* _Data in this exercise_:
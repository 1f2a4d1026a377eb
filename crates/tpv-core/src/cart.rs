//! # Cart
//!
//! Holds the in-progress selection of sellable candidates for one
//! session, and owns quantity clamping plus tax/discount total
//! computation.
//!
//! ## Cart Operations Flow
//! ```text
//! ┌─────────────────────────────────────────────────────────────────────────┐
//! │                       Cart Operations                                   │
//! │                                                                         │
//! │  Session Action           Cart Operation          State Change          │
//! │  ──────────────           ──────────────          ────────────          │
//! │                                                                         │
//! │  Pick candidate ─────────► add(candidate) ──────► qty+1 (≤ max_stock)  │
//! │                                                                         │
//! │  Change quantity ────────► update_quantity() ───► clamp(0..=max)       │
//! │                                                    (0 removes line)     │
//! │  Remove line ────────────► remove() ────────────► line dropped         │
//! │                                                                         │
//! │  Checkout ───────────────► totals(discount) ────► pro-rata discount    │
//! │                                                    + per-line IVA       │
//! └─────────────────────────────────────────────────────────────────────────┘
//! ```
//!
//! ## Reservation-Free By Design
//! Adding to the cart checks availability against a SNAPSHOT taken
//! when the line was created and never mutates stock; only settlement
//! mutates stock. Two sessions can therefore both pass the cart-time
//! check and oversell - this is a deliberate trade-off of the design,
//! preserved here, not a defect.

use chrono::{DateTime, Utc};
use serde::{Deserialize, Serialize};

use crate::catalog::Candidate;
use crate::error::{CoreError, CoreResult};
use crate::money::{allocate_share, Money, Rate};
use crate::MAX_CART_LINES;

// =============================================================================
// Cart Line
// =============================================================================

/// A line in the cart.
///
/// ## Design Notes
/// Everything is frozen from the candidate at add time: price, IVA
/// rate, label, and - critically - `max_stock`, the availability
/// snapshot that caps this line's quantity until settlement.
#[derive(Debug, Clone, Serialize, Deserialize)]
pub struct CartLine {
    /// Composite identity: product id, or `{product_id}_variant_{i}`.
    pub cart_id: String,

    pub product_id: String,

    /// Index into the product's variant list, if any.
    pub variant_index: Option<usize>,

    /// Display label at add time (frozen).
    pub label: String,

    /// Unit price in cents at add time (frozen).
    pub unit_price_cents: i64,

    /// IVA rate in basis points at add time (frozen).
    pub iva_bps: u32,

    /// Quantity in cart. Always 1..=max_stock.
    pub quantity: i64,

    /// Availability snapshot captured when the line was created.
    /// Not re-checked until settlement.
    pub max_stock: i64,

    /// When this line was added to the cart.
    pub added_at: DateTime<Utc>,
}

impl CartLine {
    /// Creates a quantity-1 line from a candidate.
    fn from_candidate(candidate: &Candidate, at: DateTime<Utc>) -> Self {
        CartLine {
            cart_id: candidate.cart_id.clone(),
            product_id: candidate.product_id.clone(),
            variant_index: candidate.variant_index,
            label: candidate.label.clone(),
            unit_price_cents: candidate.unit_price_cents,
            iva_bps: candidate.iva_bps,
            quantity: 1,
            max_stock: candidate.available,
            added_at: at,
        }
    }

    /// Line subtotal (unit price × quantity), before discount and IVA.
    #[inline]
    pub fn subtotal(&self) -> Money {
        Money::from_cents(self.unit_price_cents).multiply_quantity(self.quantity)
    }
}

// =============================================================================
// Totals
// =============================================================================

/// Per-line breakdown produced by [`Cart::totals`].
#[derive(Debug, Clone, Serialize, Deserialize)]
pub struct LineShare {
    pub cart_id: String,

    /// This line's share of the discounted subtotal.
    pub net_cents: i64,

    /// IVA computed on the discounted share.
    pub iva_cents: i64,
}

/// Cart totals summary.
///
/// Figures follow the settlement algorithm exactly: the cart-level
/// discount is spread pro-rata over the lines, and each line's IVA is
/// computed on its discounted share.
#[derive(Debug, Clone, Serialize, Deserialize)]
pub struct CartTotals {
    pub subtotal_cents: i64,
    pub discount_bps: u32,
    pub discount_cents: i64,
    pub subtotal_after_discount_cents: i64,
    pub iva_cents: i64,
    pub total_cents: i64,

    /// Per-line shares, in line order. Settlement copies these onto
    /// the sale items.
    pub lines: Vec<LineShare>,
}

// =============================================================================
// Cart
// =============================================================================

/// The in-progress selection for one session.
///
/// ## Invariants
/// - Lines are unique by `cart_id` (adding the same candidate bumps quantity)
/// - `1 <= quantity <= max_stock` for every line (0 removes the line)
/// - Cart operations never mutate stock (settlement's job, exclusively)
#[derive(Debug, Clone, Serialize, Deserialize)]
pub struct Cart {
    /// Lines in insertion order.
    pub lines: Vec<CartLine>,

    /// When the cart was created/last cleared.
    pub created_at: DateTime<Utc>,
}

impl Cart {
    /// Creates a new empty cart.
    pub fn new() -> Self {
        Cart {
            lines: Vec::new(),
            created_at: Utc::now(),
        }
    }

    /// Adds a candidate to the cart.
    ///
    /// ## Behavior
    /// - Line with the same `cart_id` present: quantity +1, clamped to
    ///   `max_stock`. Already at max → `InsufficientStock`, cart
    ///   untouched.
    /// - Otherwise: new quantity-1 line whose `max_stock` snapshots
    ///   the candidate's availability at this instant.
    pub fn add(&mut self, candidate: &Candidate) -> CoreResult<()> {
        if let Some(line) = self.lines.iter_mut().find(|l| l.cart_id == candidate.cart_id) {
            if line.quantity >= line.max_stock {
                return Err(CoreError::InsufficientStock {
                    label: line.label.clone(),
                    available: line.max_stock,
                    requested: line.quantity + 1,
                });
            }
            line.quantity += 1;
            return Ok(());
        }

        if candidate.available < 1 {
            return Err(CoreError::InsufficientStock {
                label: candidate.label.clone(),
                available: candidate.available,
                requested: 1,
            });
        }

        if self.lines.len() >= MAX_CART_LINES {
            return Err(CoreError::CartTooLarge {
                max: MAX_CART_LINES,
            });
        }

        self.lines.push(CartLine::from_candidate(candidate, Utc::now()));
        Ok(())
    }

    /// Adjusts a line's quantity by a delta, clamped to
    /// `0..=max_stock`. A resulting quantity of 0 removes the line
    /// without error.
    ///
    /// Returns the new quantity (0 when the line was removed).
    pub fn update_quantity(&mut self, cart_id: &str, delta: i64) -> CoreResult<i64> {
        let index = self
            .lines
            .iter()
            .position(|l| l.cart_id == cart_id)
            .ok_or_else(|| CoreError::LineNotInCart(cart_id.to_string()))?;

        let line = &mut self.lines[index];
        let new_quantity = (line.quantity + delta).clamp(0, line.max_stock);

        if new_quantity == 0 {
            self.lines.remove(index);
            return Ok(0);
        }

        line.quantity = new_quantity;
        Ok(new_quantity)
    }

    /// Removes a line unconditionally. Unknown ids are a no-op.
    pub fn remove(&mut self, cart_id: &str) {
        self.lines.retain(|l| l.cart_id != cart_id);
    }

    /// Clears all lines from the cart.
    pub fn clear(&mut self) {
        self.lines.clear();
        self.created_at = Utc::now();
    }

    /// Checks if the cart is empty.
    pub fn is_empty(&self) -> bool {
        self.lines.is_empty()
    }

    /// Returns the number of distinct lines.
    pub fn line_count(&self) -> usize {
        self.lines.len()
    }

    /// Returns the total quantity across all lines.
    pub fn total_quantity(&self) -> i64 {
        self.lines.iter().map(|l| l.quantity).sum()
    }

    /// Computes cart totals under a cart-level percentage discount.
    ///
    /// ## Algorithm
    /// ```text
    /// subtotal       = Σ line.subtotal
    /// discount       = subtotal × discount
    /// after_discount = subtotal - discount
    /// per line:
    ///   share    = line.subtotal / subtotal × after_discount   (0 if subtotal = 0)
    ///   line_iva = share × line.iva_rate
    /// iva   = Σ line_iva
    /// total = after_discount + iva
    /// ```
    ///
    /// The online channel never applies a discount - callers on that
    /// channel pass [`Rate::zero`]. This asymmetry between channels is
    /// intentional.
    pub fn totals(&self, discount: Rate) -> CartTotals {
        let subtotal: Money = self
            .lines
            .iter()
            .fold(Money::zero(), |acc, l| acc + l.subtotal());

        let discount_amount = subtotal.apply_rate(discount);
        let after_discount = subtotal - discount_amount;

        let mut iva_total = Money::zero();
        let mut lines = Vec::with_capacity(self.lines.len());

        for line in &self.lines {
            let share = allocate_share(line.subtotal(), subtotal, after_discount);
            let line_iva = share.apply_rate(Rate::from_bps(line.iva_bps));
            iva_total += line_iva;
            lines.push(LineShare {
                cart_id: line.cart_id.clone(),
                net_cents: share.cents(),
                iva_cents: line_iva.cents(),
            });
        }

        CartTotals {
            subtotal_cents: subtotal.cents(),
            discount_bps: discount.bps(),
            discount_cents: discount_amount.cents(),
            subtotal_after_discount_cents: after_discount.cents(),
            iva_cents: iva_total.cents(),
            total_cents: (after_discount + iva_total).cents(),
            lines,
        }
    }
}

impl Default for Cart {
    fn default() -> Self {
        Self::new()
    }
}

// =============================================================================
// Unit Tests
// =============================================================================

* _Problem requirements_:
Search the listing for the word "order" and return each line that holds it.

* _Response box_:
    /// Per-line shares, in line order. Settlement copies these onto
    /// Lines in insertion order.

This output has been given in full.